This story is taken from a recorded interview and is transcribed with very little editing to preserve the details.

Image by Curtis James

John Prior, Santa Claus at Churchill Square shopping centre in Brighton, UK.

“My earliest memory of Santa Claus, I suppose is the same as every other child, you just get told it by your mother. I certainly wasn’t taken to see Santa Claus because I was a baby in World War Two, visiting Santa wasn’t something that you did, you know. I’m retired from my main business, I’ve been an actor in my time, I’ve been an Arts Council bureaucrat in my time and I could go on for a long time talking about what I’d been. But I’m a retired old man now and I do this at Christmas time.

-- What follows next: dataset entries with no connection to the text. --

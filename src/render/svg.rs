//! SVG drawing surface
//!
//! Elements are appended in drawing order; `clear` drops everything drawn so
//! far so every render starts from an empty surface.

use std::fmt::{Display, Write};

/// Escape text for use in XML content and attribute values
pub fn escape(raw: &str) -> String {
    let mut out = String::with_capacity(raw.len());
    for ch in raw.chars() {
        match ch {
            '&' => out.push_str("&amp;"),
            '<' => out.push_str("&lt;"),
            '>' => out.push_str("&gt;"),
            '"' => out.push_str("&quot;"),
            '\'' => out.push_str("&#39;"),
            _ => out.push(ch),
        }
    }
    out
}

/// Round to two decimals for compact output
pub fn num(value: f64) -> String {
    let rounded = (value * 100.0).round() / 100.0;
    if rounded == rounded.trunc() {
        format!("{}", rounded as i64)
    } else {
        format!("{}", rounded)
    }
}

#[derive(Debug, Clone)]
pub struct SvgCanvas {
    width: f64,
    height: f64,
    body: String,
    open: Vec<&'static str>,
}

impl SvgCanvas {
    pub fn new(width: f64, height: f64) -> Self {
        Self {
            width,
            height,
            body: String::new(),
            open: Vec::new(),
        }
    }

    pub fn width(&self) -> f64 {
        self.width
    }

    pub fn height(&self) -> f64 {
        self.height
    }

    pub fn clear(&mut self) {
        self.body.clear();
        self.open.clear();
    }

    /// Start an element; finish it with [`Element::draw`] or [`Element::open`]
    pub fn element(&mut self, tag: &'static str) -> Element<'_> {
        Element {
            canvas: self,
            tag,
            attrs: String::new(),
            style: String::new(),
            text: None,
            title: None,
        }
    }

    /// Close the most recently opened container element
    pub fn close(&mut self) {
        if let Some(tag) = self.open.pop() {
            let _ = write!(self.body, "</{}>", tag);
        }
    }

    /// Serialize the surface, closing any container left open
    pub fn finish(mut self) -> String {
        while !self.open.is_empty() {
            self.close();
        }
        format!(
            r#"<svg xmlns="http://www.w3.org/2000/svg" class="chart" width="{}" height="{}" viewBox="0 0 {} {}">{}</svg>"#,
            num(self.width),
            num(self.height),
            num(self.width),
            num(self.height),
            self.body
        )
    }
}

pub struct Element<'a> {
    canvas: &'a mut SvgCanvas,
    tag: &'static str,
    attrs: String,
    style: String,
    text: Option<String>,
    title: Option<String>,
}

impl<'a> Element<'a> {
    pub fn attr(mut self, name: &str, value: impl Display) -> Self {
        let _ = write!(self.attrs, r#" {}="{}""#, name, escape(&value.to_string()));
        self
    }

    /// Numeric attribute rounded for output
    pub fn num(self, name: &str, value: f64) -> Self {
        self.attr(name, num(value))
    }

    pub fn style(mut self, name: &str, value: impl Display) -> Self {
        let _ = write!(self.style, "{}:{};", name, value);
        self
    }

    pub fn text(mut self, text: &str) -> Self {
        self.text = Some(escape(text));
        self
    }

    /// Native tooltip shown on hover
    pub fn title(mut self, title: &str) -> Self {
        self.title = Some(escape(title));
        self
    }

    /// Emit a leaf element
    pub fn draw(self) {
        let Element {
            canvas,
            tag,
            attrs,
            style,
            text,
            title,
        } = self;
        let _ = write!(canvas.body, "<{}{}", tag, attrs);
        if !style.is_empty() {
            let _ = write!(canvas.body, r#" style="{}""#, escape(&style));
        }
        if text.is_none() && title.is_none() {
            canvas.body.push_str("/>");
            return;
        }
        canvas.body.push('>');
        if let Some(title) = title {
            let _ = write!(canvas.body, "<title>{}</title>", title);
        }
        if let Some(text) = text {
            canvas.body.push_str(&text);
        }
        let _ = write!(canvas.body, "</{}>", tag);
    }

    /// Emit the start tag of a container; children follow until [`SvgCanvas::close`]
    pub fn open(self) {
        let Element {
            canvas,
            tag,
            attrs,
            style,
            title,
            ..
        } = self;
        let _ = write!(canvas.body, "<{}{}", tag, attrs);
        if !style.is_empty() {
            let _ = write!(canvas.body, r#" style="{}""#, escape(&style));
        }
        canvas.body.push('>');
        if let Some(title) = title {
            let _ = write!(canvas.body, "<title>{}</title>", title);
        }
        canvas.open.push(tag);
    }
}

/// d3-style band scale with equal inner and outer padding
#[derive(Debug, Clone, Copy, PartialEq)]
pub struct BandScale {
    start: f64,
    step: f64,
    bandwidth: f64,
}

impl BandScale {
    pub fn new(count: usize, range: f64, padding: f64) -> Self {
        let n = count as f64;
        let step = range / (n - padding + 2.0 * padding).max(1.0);
        let start = (range - step * (n - padding)) / 2.0;
        Self {
            start,
            step,
            bandwidth: step * (1.0 - padding),
        }
    }

    pub fn position(&self, index: usize) -> f64 {
        self.start + self.step * index as f64
    }

    pub fn bandwidth(&self) -> f64 {
        self.bandwidth
    }
}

I work for a company run by my daughter, putting Christmas grottos into shopping precincts basically and it can be a fairly debased thing being Santa Claus. I’m working with a colleague, we do different shifts. We try to be as close to one another as possible in terms of the myth that we pass on to the children. The task you set yourself, you work as Santa Claus helper, and of course Santa Claus can’t be everywhere, he’s magical you know, he can be very small and go through a keyhole, a letter box, what have you. But he can’t be in more than one place at a time, so he does have to have helpers. Sometimes he’s the one that’s in the grotto. Sometimes it’s me or one of my friends helping him out because he can’t be everywhere at the same time and everybody wants to see him at Christmas time. So what one hopes is that the children one see’s, believes that this time it’s been really Father Christmas that they’ve seen.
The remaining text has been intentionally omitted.